From the records below, copy out each line that has the word "PatchError".
+++ EXTRACTED INFORMATION
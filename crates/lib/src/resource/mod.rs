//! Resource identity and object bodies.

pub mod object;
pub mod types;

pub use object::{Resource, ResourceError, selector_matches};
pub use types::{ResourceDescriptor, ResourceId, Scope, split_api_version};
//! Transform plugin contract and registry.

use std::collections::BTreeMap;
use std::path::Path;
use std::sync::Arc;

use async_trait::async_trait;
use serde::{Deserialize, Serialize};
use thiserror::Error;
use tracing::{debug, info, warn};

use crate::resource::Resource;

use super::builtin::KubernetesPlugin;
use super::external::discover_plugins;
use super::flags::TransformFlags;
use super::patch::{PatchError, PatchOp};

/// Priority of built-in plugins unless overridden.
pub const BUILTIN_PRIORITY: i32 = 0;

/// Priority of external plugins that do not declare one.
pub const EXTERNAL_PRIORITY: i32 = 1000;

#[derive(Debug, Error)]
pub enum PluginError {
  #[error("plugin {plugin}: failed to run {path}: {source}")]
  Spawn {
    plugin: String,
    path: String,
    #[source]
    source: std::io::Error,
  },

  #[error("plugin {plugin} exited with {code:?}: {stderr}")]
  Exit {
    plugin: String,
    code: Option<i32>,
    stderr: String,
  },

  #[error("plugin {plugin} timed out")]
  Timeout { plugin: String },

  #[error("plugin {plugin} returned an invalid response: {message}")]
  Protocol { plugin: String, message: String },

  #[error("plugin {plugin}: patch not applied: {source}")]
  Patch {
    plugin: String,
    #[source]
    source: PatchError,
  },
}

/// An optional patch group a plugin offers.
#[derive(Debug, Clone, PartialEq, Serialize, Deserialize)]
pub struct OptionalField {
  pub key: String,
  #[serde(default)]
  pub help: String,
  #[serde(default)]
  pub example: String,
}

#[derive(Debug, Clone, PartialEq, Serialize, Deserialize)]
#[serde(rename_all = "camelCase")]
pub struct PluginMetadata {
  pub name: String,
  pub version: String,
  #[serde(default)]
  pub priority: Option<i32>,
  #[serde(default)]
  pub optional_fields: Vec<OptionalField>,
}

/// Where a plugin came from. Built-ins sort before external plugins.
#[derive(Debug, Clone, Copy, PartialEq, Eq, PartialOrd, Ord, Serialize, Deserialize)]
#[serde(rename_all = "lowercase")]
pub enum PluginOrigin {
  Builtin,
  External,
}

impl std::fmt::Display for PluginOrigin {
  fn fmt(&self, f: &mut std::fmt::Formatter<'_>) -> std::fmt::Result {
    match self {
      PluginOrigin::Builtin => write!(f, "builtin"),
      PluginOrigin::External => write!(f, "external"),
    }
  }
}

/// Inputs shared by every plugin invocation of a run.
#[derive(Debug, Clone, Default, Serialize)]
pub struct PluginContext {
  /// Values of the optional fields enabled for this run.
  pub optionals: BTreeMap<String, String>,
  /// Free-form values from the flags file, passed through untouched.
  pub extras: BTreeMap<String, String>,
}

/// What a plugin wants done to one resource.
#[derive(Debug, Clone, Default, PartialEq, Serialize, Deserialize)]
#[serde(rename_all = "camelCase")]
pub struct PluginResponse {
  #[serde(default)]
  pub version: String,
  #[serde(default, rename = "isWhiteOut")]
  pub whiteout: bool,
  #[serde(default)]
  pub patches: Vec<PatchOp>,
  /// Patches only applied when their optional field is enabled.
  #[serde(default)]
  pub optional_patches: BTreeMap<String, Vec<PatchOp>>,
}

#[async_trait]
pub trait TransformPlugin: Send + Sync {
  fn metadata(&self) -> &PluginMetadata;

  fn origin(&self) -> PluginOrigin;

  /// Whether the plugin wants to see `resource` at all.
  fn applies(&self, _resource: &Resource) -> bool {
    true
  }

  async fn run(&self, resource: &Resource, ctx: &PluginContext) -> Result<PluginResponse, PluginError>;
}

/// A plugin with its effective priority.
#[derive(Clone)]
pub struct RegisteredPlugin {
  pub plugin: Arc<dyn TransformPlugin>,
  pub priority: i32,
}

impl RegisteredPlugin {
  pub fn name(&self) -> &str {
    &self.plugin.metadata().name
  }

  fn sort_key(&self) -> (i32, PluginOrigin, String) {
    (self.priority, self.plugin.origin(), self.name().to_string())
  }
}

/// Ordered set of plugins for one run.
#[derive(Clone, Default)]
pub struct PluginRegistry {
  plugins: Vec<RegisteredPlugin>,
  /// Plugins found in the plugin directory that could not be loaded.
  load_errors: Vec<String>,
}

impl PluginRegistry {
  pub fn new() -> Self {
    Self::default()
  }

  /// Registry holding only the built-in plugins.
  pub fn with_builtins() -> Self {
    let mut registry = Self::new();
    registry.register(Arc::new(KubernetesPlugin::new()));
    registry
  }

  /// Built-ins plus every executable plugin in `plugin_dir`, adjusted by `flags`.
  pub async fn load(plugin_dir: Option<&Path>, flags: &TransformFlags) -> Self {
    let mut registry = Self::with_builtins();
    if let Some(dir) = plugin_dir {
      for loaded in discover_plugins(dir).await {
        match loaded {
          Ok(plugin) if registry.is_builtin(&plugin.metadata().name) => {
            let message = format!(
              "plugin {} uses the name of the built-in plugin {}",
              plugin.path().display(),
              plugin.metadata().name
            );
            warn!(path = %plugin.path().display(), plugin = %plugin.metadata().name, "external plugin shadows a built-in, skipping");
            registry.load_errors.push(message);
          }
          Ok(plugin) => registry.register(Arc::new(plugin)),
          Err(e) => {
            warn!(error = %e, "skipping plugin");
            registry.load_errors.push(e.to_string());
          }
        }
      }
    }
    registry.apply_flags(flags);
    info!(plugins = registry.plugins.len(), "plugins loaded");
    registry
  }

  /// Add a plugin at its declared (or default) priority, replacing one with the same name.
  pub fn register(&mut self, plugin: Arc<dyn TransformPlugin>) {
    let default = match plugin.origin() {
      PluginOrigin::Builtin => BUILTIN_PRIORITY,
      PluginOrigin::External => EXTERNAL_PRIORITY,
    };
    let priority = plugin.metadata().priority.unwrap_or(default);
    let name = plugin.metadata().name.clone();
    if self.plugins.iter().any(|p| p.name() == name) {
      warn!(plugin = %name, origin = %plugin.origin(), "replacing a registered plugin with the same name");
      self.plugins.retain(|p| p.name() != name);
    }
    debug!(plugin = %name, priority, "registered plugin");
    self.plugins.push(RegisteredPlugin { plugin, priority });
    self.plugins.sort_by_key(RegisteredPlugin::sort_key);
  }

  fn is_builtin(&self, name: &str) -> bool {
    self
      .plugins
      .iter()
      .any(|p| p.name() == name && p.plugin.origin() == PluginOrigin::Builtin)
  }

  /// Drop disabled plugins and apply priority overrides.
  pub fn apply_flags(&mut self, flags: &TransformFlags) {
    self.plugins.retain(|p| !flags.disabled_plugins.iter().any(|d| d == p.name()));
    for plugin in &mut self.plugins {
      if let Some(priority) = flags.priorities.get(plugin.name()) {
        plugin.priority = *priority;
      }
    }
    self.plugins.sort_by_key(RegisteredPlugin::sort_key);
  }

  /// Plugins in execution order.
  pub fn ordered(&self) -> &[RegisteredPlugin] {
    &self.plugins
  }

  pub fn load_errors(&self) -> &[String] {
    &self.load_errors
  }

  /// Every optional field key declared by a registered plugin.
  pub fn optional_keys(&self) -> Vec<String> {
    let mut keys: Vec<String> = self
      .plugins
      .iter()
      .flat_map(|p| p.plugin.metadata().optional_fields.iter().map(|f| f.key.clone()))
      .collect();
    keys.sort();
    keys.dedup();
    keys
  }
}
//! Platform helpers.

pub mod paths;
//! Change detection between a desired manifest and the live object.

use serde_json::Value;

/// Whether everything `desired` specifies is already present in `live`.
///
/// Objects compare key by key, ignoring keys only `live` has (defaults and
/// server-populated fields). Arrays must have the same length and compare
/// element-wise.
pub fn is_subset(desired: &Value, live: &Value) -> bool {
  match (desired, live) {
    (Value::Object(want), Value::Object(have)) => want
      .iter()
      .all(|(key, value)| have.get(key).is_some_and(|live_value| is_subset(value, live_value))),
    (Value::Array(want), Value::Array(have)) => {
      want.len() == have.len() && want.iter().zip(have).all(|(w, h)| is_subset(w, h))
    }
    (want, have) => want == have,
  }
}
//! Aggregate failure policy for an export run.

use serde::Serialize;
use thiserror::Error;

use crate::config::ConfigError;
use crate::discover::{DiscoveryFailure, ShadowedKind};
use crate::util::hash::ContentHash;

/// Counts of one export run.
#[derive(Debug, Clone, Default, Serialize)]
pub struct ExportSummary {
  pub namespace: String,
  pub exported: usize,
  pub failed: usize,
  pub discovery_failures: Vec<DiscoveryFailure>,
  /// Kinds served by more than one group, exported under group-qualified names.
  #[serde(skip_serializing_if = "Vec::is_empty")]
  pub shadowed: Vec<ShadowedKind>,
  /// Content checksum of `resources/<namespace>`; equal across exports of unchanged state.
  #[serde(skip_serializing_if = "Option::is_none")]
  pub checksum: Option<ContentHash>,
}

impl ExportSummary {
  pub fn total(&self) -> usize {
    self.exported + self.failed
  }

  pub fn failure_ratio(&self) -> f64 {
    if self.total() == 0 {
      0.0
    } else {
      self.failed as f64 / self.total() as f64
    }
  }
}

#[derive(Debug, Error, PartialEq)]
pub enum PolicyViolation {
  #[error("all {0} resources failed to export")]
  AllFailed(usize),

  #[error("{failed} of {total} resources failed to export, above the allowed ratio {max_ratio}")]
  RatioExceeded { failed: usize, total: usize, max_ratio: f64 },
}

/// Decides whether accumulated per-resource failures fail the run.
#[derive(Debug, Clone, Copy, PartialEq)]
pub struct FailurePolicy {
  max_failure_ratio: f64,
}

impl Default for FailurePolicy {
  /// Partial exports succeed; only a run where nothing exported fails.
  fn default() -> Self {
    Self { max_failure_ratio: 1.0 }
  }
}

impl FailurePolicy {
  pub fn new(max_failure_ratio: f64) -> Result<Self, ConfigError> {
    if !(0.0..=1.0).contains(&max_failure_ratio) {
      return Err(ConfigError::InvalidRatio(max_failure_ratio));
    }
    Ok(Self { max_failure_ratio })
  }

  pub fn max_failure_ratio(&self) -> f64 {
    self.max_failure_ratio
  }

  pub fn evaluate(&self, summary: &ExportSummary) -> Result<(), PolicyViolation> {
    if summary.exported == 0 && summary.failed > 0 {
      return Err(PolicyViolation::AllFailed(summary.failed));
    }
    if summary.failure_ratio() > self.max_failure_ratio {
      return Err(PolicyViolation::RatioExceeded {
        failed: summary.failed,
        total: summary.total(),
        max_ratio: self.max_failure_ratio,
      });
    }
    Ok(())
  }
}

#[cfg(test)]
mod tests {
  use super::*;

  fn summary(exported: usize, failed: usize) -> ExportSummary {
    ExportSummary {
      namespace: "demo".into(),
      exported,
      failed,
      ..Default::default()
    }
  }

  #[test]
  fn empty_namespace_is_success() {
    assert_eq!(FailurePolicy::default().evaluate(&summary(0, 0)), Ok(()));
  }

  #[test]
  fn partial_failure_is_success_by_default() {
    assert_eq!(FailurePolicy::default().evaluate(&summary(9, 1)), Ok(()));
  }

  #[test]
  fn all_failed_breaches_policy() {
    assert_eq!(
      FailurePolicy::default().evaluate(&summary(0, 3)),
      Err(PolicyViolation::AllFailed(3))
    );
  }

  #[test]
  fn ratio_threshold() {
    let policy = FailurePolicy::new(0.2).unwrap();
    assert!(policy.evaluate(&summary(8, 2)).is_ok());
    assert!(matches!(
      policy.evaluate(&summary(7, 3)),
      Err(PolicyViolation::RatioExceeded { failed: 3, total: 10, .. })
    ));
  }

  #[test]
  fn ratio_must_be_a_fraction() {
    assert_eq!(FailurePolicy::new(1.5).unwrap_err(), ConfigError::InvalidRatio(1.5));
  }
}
++++++
* [RESULT OF THE EXERCISE]:
use super::patch::{PatchError, PatchOp};
    source: PatchError,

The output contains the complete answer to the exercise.